AIM OF THE EXERCISE: Sift through the material below and return the lines with "InvalidInput".

LISTED RECORDS:
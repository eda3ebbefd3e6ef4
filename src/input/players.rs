use std::fmt;
use std::marker::PhantomData;
use std::path::Path;

use serde::de::{MapAccess, Visitor};
use serde::{Deserialize, Deserializer};

use crate::input::InputError;
use crate::input::cache::read_to_string_maybe_gz;
use crate::model::player::{
    Competency, MAX_PREFERENCE, MIN_PREFERENCE, PlayerCandidate, RolePerformance,
};
use crate::model::roles::Role;

#[derive(Debug, Deserialize)]
struct PoolFile {
    players: Vec<PlayerRecord>,
}

#[derive(Debug, Deserialize)]
struct PlayerRecord {
    id: String,
    #[serde(default)]
    preferences: RoleEntries<i64>,
    #[serde(default)]
    roles: RoleEntries<RoleRecord>,
    #[serde(default)]
    competency: RoleEntries<CompetencyRecord>,
}

/// Role-keyed object kept in file order, so that two aliases of one role
/// (`mid` and `middle`) can be detected instead of silently overwritten.
#[derive(Debug)]
struct RoleEntries<T>(Vec<(Role, T)>);

impl<T> Default for RoleEntries<T> {
    fn default() -> Self {
        Self(Vec::new())
    }
}

impl<'de, T: Deserialize<'de>> Deserialize<'de> for RoleEntries<T> {
    fn deserialize<D: Deserializer<'de>>(deserializer: D) -> Result<Self, D::Error> {
        struct EntriesVisitor<T>(PhantomData<T>);

        impl<'de, T: Deserialize<'de>> Visitor<'de> for EntriesVisitor<T> {
            type Value = RoleEntries<T>;

            fn expecting(&self, f: &mut fmt::Formatter<'_>) -> fmt::Result {
                f.write_str("an object keyed by role name")
            }

            fn visit_map<A: MapAccess<'de>>(self, mut map: A) -> Result<Self::Value, A::Error> {
                let mut entries = Vec::new();
                while let Some((role, value)) = map.next_entry::<Role, T>()? {
                    entries.push((role, value));
                }
                Ok(RoleEntries(entries))
            }
        }

        deserializer.deserialize_map(EntriesVisitor(PhantomData))
    }
}

impl<T> RoleEntries<T> {
    /// First entry per role; later aliases of the same role are dropped with a warning.
    fn first_per_role(self, player_id: &str, field: &str) -> Vec<(Role, T)> {
        let mut kept: Vec<(Role, T)> = Vec::with_capacity(self.0.len());
        for (role, value) in self.0 {
            if kept.iter().any(|(r, _)| *r == role) {
                tracing::warn!(
                    "{} for {}/{} given more than once (role alias); keeping first",
                    field,
                    player_id,
                    role
                );
                continue;
            }
            kept.push((role, value));
        }
        kept
    }
}

#[derive(Debug, Deserialize)]
struct RoleRecord {
    #[serde(default)]
    games: u32,
    win_rate: Option<f64>,
    kda: Option<f64>,
    cs_per_min: Option<f64>,
    vision_per_min: Option<f64>,
    form_trend: Option<f64>,
}

#[derive(Debug, Deserialize)]
struct CompetencyRecord {
    proficiency: f64,
    #[serde(default)]
    games: u32,
}

pub fn load_players(path: &Path) -> Result<Vec<PlayerCandidate>, InputError> {
    let text = read_to_string_maybe_gz(path)?;
    parse_players(&text)
}

pub fn parse_players(text: &str) -> Result<Vec<PlayerCandidate>, InputError> {
    let file: PoolFile = serde_json::from_str(text)?;
    if file.players.is_empty() {
        return Err(InputError::InvalidInput(
            "candidate pool has no players".to_string(),
        ));
    }
    Ok(file.players.into_iter().map(into_candidate).collect())
}

fn into_candidate(record: PlayerRecord) -> PlayerCandidate {
    let mut player = PlayerCandidate::new(record.id.trim());
    let id = player.id.clone();

    for (role, value) in record.preferences.first_per_role(&id, "preference") {
        let clamped = value.clamp(MIN_PREFERENCE as i64, MAX_PREFERENCE as i64);
        if clamped != value {
            tracing::warn!(
                "preference {} for {}/{} outside 1..=5; clamped to {}",
                value,
                player.id,
                role,
                clamped
            );
        }
        player = player.with_preference(role, clamped as u8);
    }

    for (role, r) in record.roles.first_per_role(&id, "role stats") {
        player = player.with_performance(
            role,
            RolePerformance {
                games: r.games,
                win_rate: r.win_rate,
                kda: r.kda,
                cs_per_min: r.cs_per_min,
                vision_per_min: r.vision_per_min,
                form_trend: r.form_trend,
            },
        );
    }

    for (role, c) in record.competency.first_per_role(&id, "competency") {
        player = player.with_competency(
            role,
            Competency {
                proficiency: c.proficiency,
                games: c.games,
            },
        );
    }

    player
}
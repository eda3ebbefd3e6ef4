use std::path::Path;

use crate::input::InputError;
use crate::input::cache::read_to_string_maybe_gz;
use crate::model::weights::EngineConfig;

/// Reads a JSON config; absent keys keep their `default_v1` values.
pub fn load_config(path: &Path) -> Result<EngineConfig, InputError> {
    let text = read_to_string_maybe_gz(path)?;
    let config: EngineConfig = serde_json::from_str(&text)?;
    config
        .validate()
        .map_err(|e| InputError::InvalidInput(e.to_string()))?;
    Ok(config)
}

FINAL ANSWER:
        return Err(InputError::InvalidInput(
        .map_err(|e| InputError::InvalidInput(e.to_string()))?;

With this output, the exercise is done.